| PROMPT |
Copy the lines below, beginning with the one that contains "std::fs::remove_dir_all(&self.dir)" and continuing through the final line, exactly as written and with no other lines.

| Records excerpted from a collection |

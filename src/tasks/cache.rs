//! Cache directory cleanup after a downstream sync.
use std::path::PathBuf;

use anyhow::{Context as _, Result};

use super::{Context, Task, TaskResult};
use crate::config::ConfigEntry;

/// Remove a tool's cache directory after its config was replaced.
#[derive(Debug)]
pub struct CleanCache {
    dir: PathBuf,
    name: String,
}

impl CleanCache {
    /// Step for `entry`, or `None` when it declares no cache.
    #[must_use]
    pub fn for_entry(entry: &ConfigEntry) -> Option<Self> {
        entry.cache_dir.as_ref().map(|dir| Self {
            dir: dir.clone(),
            name: format!("Clean {} cache", entry.name),
        })
    }
}

impl Task for CleanCache {
    fn name(&self) -> &str {
        &self.name
    }

    fn should_run(&self, _ctx: &Context<'_>) -> bool {
        self.dir.exists()
    }

    fn run(&self, ctx: &Context<'_>) -> Result<TaskResult> {
        if ctx.dry_run {
            ctx.log.dry_run(&format!("rm -rf {}", self.dir.display()));
            return Ok(TaskResult::DryRun);
        }

        std::fs::remove_dir_all(&self.dir)
            .with_context(|| format!("removing {}", self.dir.display()))?;
        ctx.log.info(&format!("removed {}", self.dir.display()));
        Ok(TaskResult::Ok)
    }
}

| FINISHED EXERCISE |
        std::fs::remove_dir_all(&self.dir)
            .with_context(|| format!("removing {}", self.dir.display()))?;
        ctx.log.info(&format!("removed {}", self.dir.display()));
        Ok(TaskResult::Ok)
    }
}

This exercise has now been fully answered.